| EXERCISE DETAILS |
Find the lines holding the string "PlayArg" in the data, then copy all of them.

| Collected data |
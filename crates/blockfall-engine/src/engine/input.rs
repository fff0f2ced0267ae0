/// Player input sampled once per tick by the input layer.
#[derive(Debug, Clone, Copy, Default, PartialEq)]
pub struct TickInput {
    /// Normalized horizontal axis: negative moves left, positive moves right.
    pub horizontal: f32,
    /// The rotate button went down during this tick.
    pub rotate: bool,
    /// The drop button went down during this tick.
    pub drop: bool,
}

impl TickInput {
    pub const NONE: Self = Self {
        horizontal: 0.0,
        rotate: false,
        drop: false,
    };

    #[must_use]
    pub fn direction(&self) -> Option<HorizontalDirection> {
        HorizontalDirection::from_axis(self.horizontal)
    }
}

#[derive(Debug, Clone, Copy, PartialEq, Eq, derive_more::IsVariant)]
pub enum HorizontalDirection {
    Left,
    Right,
}

impl HorizontalDirection {
    #[must_use]
    pub fn from_axis(axis: f32) -> Option<Self> {
        if axis < 0.0 {
            Some(Self::Left)
        } else if axis > 0.0 {
            Some(Self::Right)
        } else {
            None
        }
    }

    #[must_use]
    pub const fn dx(self) -> i32 {
        match self {
            Self::Left => -1,
            Self::Right => 1,
        }
    }
}
use std::time::Duration;

use crate::tui::{App, event::TuiEvent, event_loop::EventLoop};

/// Runs an [`App`] in the terminal until it asks to exit.
#[derive(Default, Debug)]
pub struct Tui {
    events: EventLoop,
}

impl Tui {
    pub fn new() -> Self {
        Self::default()
    }

    /// Sets how many ticks per second the app receives. The screen is redrawn
    /// after every tick and every terminal event.
    pub fn set_tick_rate(&mut self, rate: f64) {
        self.events
            .set_tick_interval(Duration::from_secs_f64(1.0 / rate));
    }

    /// Calls `app.init()`, then dispatches ticks to `app.update()`, renders to
    /// `app.draw()` and terminal events to `app.handle_event()`.
    pub fn run<A>(mut self, app: &mut A) -> anyhow::Result<()>
    where
        A: App,
    {
        app.init(&mut self);

        ratatui::run(|terminal| {
            while !app.should_exit() {
                match self.events.next()? {
                    TuiEvent::Tick(dt) => app.update(&mut self, dt),
                    TuiEvent::Render => {
                        terminal.draw(|f| app.draw(f))?;
                    }
                    TuiEvent::Crossterm(event) => app.handle_event(&mut self, event),
                }
            }
            Ok(())
        })
    }
}
use blockfall_engine::{GameSession, SessionState};
use ratatui::{
    layout::{Constraint, Flex, Layout},
    prelude::{Buffer, Rect},
    style::Style,
    text::{Line, Text},
    widgets::{Block, Clear, Padding, Widget},
};

use crate::ui::widgets::{FieldDisplay, StatsDisplay, color, style};

/// The field next to the statistics panel, with a popup while paused or over.
#[derive(Debug)]
pub struct SessionDisplay<'a> {
    session: &'a GameSession,
    collapsed_row: Option<i32>,
}

impl<'a> SessionDisplay<'a> {
    pub fn new(session: &'a GameSession) -> Self {
        Self {
            session,
            collapsed_row: None,
        }
    }

    pub fn collapsed_row(self, collapsed_row: Option<i32>) -> Self {
        Self {
            collapsed_row,
            ..self
        }
    }
}

impl Widget for SessionDisplay<'_> {
    fn render(self, area: Rect, buf: &mut Buffer)
    where
        Self: Sized,
    {
        Widget::render(&self, area, buf);
    }
}

impl Widget for &SessionDisplay<'_> {
    fn render(self, area: Rect, buf: &mut Buffer)
    where
        Self: Sized,
    {
        let border_style = match self.session.state() {
            SessionState::Playing => color::WHITE,
            SessionState::Paused => color::YELLOW,
            SessionState::GameOver => color::RED,
        };

        let field = {
            let widget = FieldDisplay::new(self.session.field()).block(
                Block::bordered()
                    .border_style(border_style)
                    .style(style::DEFAULT),
            );
            let widget = match self.session.active_piece() {
                Some(piece) => widget.piece(piece),
                None => widget,
            };
            match self.collapsed_row {
                Some(y) if self.session.is_collapsing() => widget.collapsed_row(y),
                _ => widget,
            }
        };
        let stats = StatsDisplay::new(self.session).block(
            Block::bordered()
                .title(Line::from("STATS").centered())
                .padding(Padding::symmetric(1, 0))
                .border_style(border_style)
                .style(style::DEFAULT),
        );

        let [field_column, stats_column] = Layout::horizontal([
            Constraint::Length(field.width()),
            Constraint::Length(stats.width()),
        ])
        .flex(Flex::Center)
        .spacing(1)
        .areas(area);
        let [field_area] =
            Layout::vertical([Constraint::Length(field.height())]).areas(field_column);
        let [stats_area] =
            Layout::vertical([Constraint::Length(stats.height())]).areas(stats_column);

        let field_width = field.width();
        field.render(field_area, buf);
        stats.render(stats_area, buf);

        let popup = match self.session.state() {
            SessionState::Playing => None,
            SessionState::Paused => {
                Some(("PAUSED", Style::new().fg(color::BLACK).bg(color::YELLOW)))
            }
            SessionState::GameOver => {
                Some(("GAME OVER!!", Style::new().fg(color::WHITE).bg(color::RED)))
            }
        };

        if let Some((text, style)) = popup {
            let block = Block::new().style(style);
            let text = Text::styled(text, style).centered();
            let area = field_area.centered(Constraint::Length(field_width), Constraint::Length(3));
            let inner = block.inner(area);
            Clear.render(area, buf);
            block.render(area, buf);
            text.render(inner.centered_vertically(Constraint::Length(1)), buf);
        }
    }
}
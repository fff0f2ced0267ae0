use crate::{
    command::{SessionArg, play::app::PlayApp},
    tui::Tui,
};

mod app;

#[derive(Default, Debug, Clone, clap::Args)]
pub(crate) struct PlayArg {
    #[clap(flatten)]
    session: SessionArg,
}

pub(crate) fn run(arg: &PlayArg) -> anyhow::Result<()> {
    let PlayArg { session } = arg;

    let mut app = PlayApp::new(session.build_session()?);
    Tui::new().run(&mut app)?;

    let stats = app.session().stats();
    println!(
        "Rows cleared: {}, pieces locked: {}",
        stats.total_rows_cleared(),
        stats.locked_pieces()
    );
    Ok(())
}
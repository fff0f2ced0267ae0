use std::ops::Range;

use crate::core::CellPos;

/// A cell that moved down because a row below it was removed.
#[derive(Debug, Clone, Copy, PartialEq, Eq)]
pub struct ShiftedCell {
    pub x: i32,
    pub from_y: i32,
    pub to_y: i32,
}

/// Record of a single row removal.
///
/// `shifted` lists every occupied playable cell that was above the removed row,
/// bottom row first, with the row it moved to. The presentation layer uses it to
/// animate the collapse and signals the session once the shift has settled.
#[derive(Debug, Clone, PartialEq, Eq)]
pub struct RowCollapse {
    pub y: i32,
    pub shifted: Vec<ShiftedCell>,
}

/// Notifications emitted by a [`GameSession`](super::GameSession) for the
/// presentation layer, in the order the changes happened.
#[derive(Debug, Clone, PartialEq, derive_more::IsVariant)]
pub enum GameEvent {
    /// A piece appeared at its spawn position.
    PieceSpawned { cells: Vec<CellPos> },
    /// A cell was written into the field by a lock.
    CellFilled(CellPos),
    /// A piece locked; `rows` is the vertical extent of its cells.
    PieceLocked { rows: Range<i32> },
    /// A full row was removed and the rows above moved down.
    RowCollapsed(RowCollapse),
    /// The normal fall speed was raised.
    SpeedIncreased { normal_speed: f32 },
    /// A new piece could not be placed at its spawn position.
    GameOver,
}
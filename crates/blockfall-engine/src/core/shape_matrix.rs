use std::ops::RangeInclusive;

/// Smallest accepted shape size.
pub const MIN_SHAPE_SIZE: usize = 2;

/// Error returned when a shape declaration cannot be turned into a [`ShapeMatrix`].
#[derive(Debug, Clone, PartialEq, Eq, derive_more::Display, derive_more::Error)]
pub enum InvalidShapeDefinition {
    #[display("shape must have at least 2 rows, got {size}")]
    TooSmall { size: usize },
    #[display("shape must not be larger than {max}, got {size}")]
    TooLarge { size: usize, max: usize },
    #[display("row {row} has {len} cells, expected {expected}")]
    NotSquare {
        row: usize,
        len: usize,
        expected: usize,
    },
    #[display("invalid cell {ch:?} at row {row}, column {col}")]
    InvalidCell { row: usize, col: usize, ch: char },
    #[display("shape has no occupied cells")]
    Empty,
}

/// Square occupancy grid of a single piece.
///
/// Cells are addressed as `(col, row)` with row 0 at the top, matching the order
/// in which the shape is declared. A matrix is never mutated after construction;
/// rotation returns a new matrix.
///
/// # Example
///
/// ```
/// use blockfall_engine::ShapeMatrix;
///
/// let t = ShapeMatrix::from_rows(&["010", "111", "000"], 5).unwrap();
/// let rotated = t.rotated_clockwise();
/// assert_eq!(rotated.to_rows(), ["010", "011", "010"]);
/// ```
#[derive(Debug, Clone, PartialEq, Eq)]
pub struct ShapeMatrix {
    size: usize,
    cells: Box<[bool]>,
}

impl ShapeMatrix {
    /// Parses a shape from rows of `'0'` (empty) and `'1'` (occupied) cells.
    ///
    /// The declaration must be square, between [`MIN_SHAPE_SIZE`] and `max_size`
    /// cells wide, and contain at least one occupied cell.
    pub fn from_rows<S>(rows: &[S], max_size: usize) -> Result<Self, InvalidShapeDefinition>
    where
        S: AsRef<str>,
    {
        let size = rows.len();
        if size < MIN_SHAPE_SIZE {
            return Err(InvalidShapeDefinition::TooSmall { size });
        }
        if size > max_size {
            return Err(InvalidShapeDefinition::TooLarge {
                size,
                max: max_size,
            });
        }

        let mut cells = vec![false; size * size].into_boxed_slice();
        for (row, line) in rows.iter().enumerate() {
            let line = line.as_ref();
            let len = line.chars().count();
            if len != size {
                return Err(InvalidShapeDefinition::NotSquare {
                    row,
                    len,
                    expected: size,
                });
            }
            for (col, ch) in line.chars().enumerate() {
                cells[row * size + col] = match ch {
                    '1' => true,
                    '0' => false,
                    _ => return Err(InvalidShapeDefinition::InvalidCell { row, col, ch }),
                };
            }
        }

        if !cells.iter().any(|&c| c) {
            return Err(InvalidShapeDefinition::Empty);
        }
        Ok(Self { size, cells })
    }

    #[must_use]
    pub fn size(&self) -> usize {
        self.size
    }

    /// Returns whether the cell at `(col, row)` is occupied.
    ///
    /// Cells outside the matrix are reported as empty.
    #[must_use]
    pub fn is_occupied(&self, col: usize, row: usize) -> bool {
        col < self.size && row < self.size && self.cells[row * self.size + col]
    }

    /// Iterates over the `(col, row)` coordinates of occupied cells, top row first.
    pub fn occupied_cells(&self) -> impl Iterator<Item = (usize, usize)> + '_ {
        self.cells
            .iter()
            .enumerate()
            .filter(|(_, occupied)| **occupied)
            .map(|(i, _)| (i % self.size, i / self.size))
    }

    /// Range of matrix rows that contain at least one occupied cell.
    #[must_use]
    pub fn occupied_rows(&self) -> RangeInclusive<usize> {
        let mut rows = self.occupied_cells().map(|(_, row)| row);
        // Non-empty by construction.
        let first = rows.next().unwrap_or(0);
        let last = rows.last().unwrap_or(first);
        first..=last
    }

    /// Returns the matrix rotated 90° clockwise about its center.
    ///
    /// The new cell at `(c, r)` is the old cell at `(r, size - 1 - c)`.
    /// The receiver is left untouched.
    #[must_use]
    pub fn rotated_clockwise(&self) -> Self {
        let size = self.size;
        let mut cells = vec![false; size * size].into_boxed_slice();
        for row in 0..size {
            for col in 0..size {
                cells[row * size + col] = self.cells[(size - 1 - col) * size + row];
            }
        }
        Self { size, cells }
    }

    /// Renders the matrix back into its `'0'`/`'1'` declaration form.
    #[must_use]
    pub fn to_rows(&self) -> Vec<String> {
        self.cells
            .chunks(self.size)
            .map(|row| row.iter().map(|&c| if c { '1' } else { '0' }).collect())
            .collect()
    }
}

#[cfg(test)]
mod tests {
    use super::*;

    #[test]
    fn test_parse_valid_shape() {
        let shape = ShapeMatrix::from_rows(&["110", "011", "000"], 5).unwrap();
        assert_eq!(shape.size(), 3);
        assert!(shape.is_occupied(0, 0));
        assert!(shape.is_occupied(1, 0));
        assert!(!shape.is_occupied(2, 0));
        assert!(shape.is_occupied(2, 1));
        assert!(!shape.is_occupied(0, 2));
        assert!(!shape.is_occupied(3, 0));
        assert_eq!(
            shape.occupied_cells().collect::<Vec<_>>(),
            [(0, 0), (1, 0), (1, 1), (2, 1)]
        );
    }

    #[test]
    fn test_parse_errors() {
        assert_eq!(
            ShapeMatrix::from_rows(&["1"], 5),
            Err(InvalidShapeDefinition::TooSmall { size: 1 })
        );
        assert_eq!(
            ShapeMatrix::from_rows::<&str>(&[], 5),
            Err(InvalidShapeDefinition::TooSmall { size: 0 })
        );
        assert_eq!(
            ShapeMatrix::from_rows(&["000", "111", "000"], 2),
            Err(InvalidShapeDefinition::TooLarge { size: 3, max: 2 })
        );
        assert_eq!(
            ShapeMatrix::from_rows(&["01", "110"], 5),
            Err(InvalidShapeDefinition::NotSquare {
                row: 1,
                len: 3,
                expected: 2
            })
        );
        assert_eq!(
            ShapeMatrix::from_rows(&["0110", "0110"], 5),
            Err(InvalidShapeDefinition::NotSquare {
                row: 0,
                len: 4,
                expected: 2
            })
        );
        assert_eq!(
            ShapeMatrix::from_rows(&["0x", "11"], 5),
            Err(InvalidShapeDefinition::InvalidCell {
                row: 0,
                col: 1,
                ch: 'x'
            })
        );
        assert_eq!(
            ShapeMatrix::from_rows(&["00", "00"], 5),
            Err(InvalidShapeDefinition::Empty)
        );
    }

    #[test]
    fn test_rotate_clockwise() {
        let l = ShapeMatrix::from_rows(&["001", "111", "000"], 5).unwrap();
        let r1 = l.rotated_clockwise();
        assert_eq!(r1.to_rows(), ["010", "010", "011"]);
        let r2 = r1.rotated_clockwise();
        assert_eq!(r2.to_rows(), ["000", "111", "100"]);

        // The top-left corner moves to the top-right corner.
        let corner = ShapeMatrix::from_rows(&["10", "00"], 5).unwrap();
        assert_eq!(corner.rotated_clockwise().to_rows(), ["01", "00"]);
    }

    #[test]
    fn test_rotate_does_not_mutate_receiver() {
        let i = ShapeMatrix::from_rows(&["0000", "1111", "0000", "0000"], 5).unwrap();
        let rotated = i.rotated_clockwise();
        assert_eq!(i.to_rows(), ["0000", "1111", "0000", "0000"]);
        assert_eq!(rotated.to_rows(), ["0010", "0010", "0010", "0010"]);
    }

    #[test]
    fn test_four_rotations_are_identity() {
        let shapes: [&[&str]; 4] = [
            &["11", "10"],
            &["010", "111", "000"],
            &["0000", "1111", "0000", "0000"],
            &["10000", "11000", "01100", "00110", "00011"],
        ];
        for rows in shapes {
            let shape = ShapeMatrix::from_rows(rows, 5).unwrap();
            let rotated = shape
                .rotated_clockwise()
                .rotated_clockwise()
                .rotated_clockwise()
                .rotated_clockwise();
            assert_eq!(rotated, shape);
        }
    }

    #[test]
    fn test_occupied_rows() {
        let i = ShapeMatrix::from_rows(&["0000", "1111", "0000", "0000"], 5).unwrap();
        assert_eq!(i.occupied_rows(), 1..=1);
        assert_eq!(i.rotated_clockwise().occupied_rows(), 0..=3);
        let t = ShapeMatrix::from_rows(&["010", "111", "000"], 5).unwrap();
        assert_eq!(t.occupied_rows(), 0..=1);
    }
}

| TASK RESULT |
pub(crate) struct PlayArg {
pub(crate) fn run(arg: &PlayArg) -> anyhow::Result<()> {
    let PlayArg { session } = arg;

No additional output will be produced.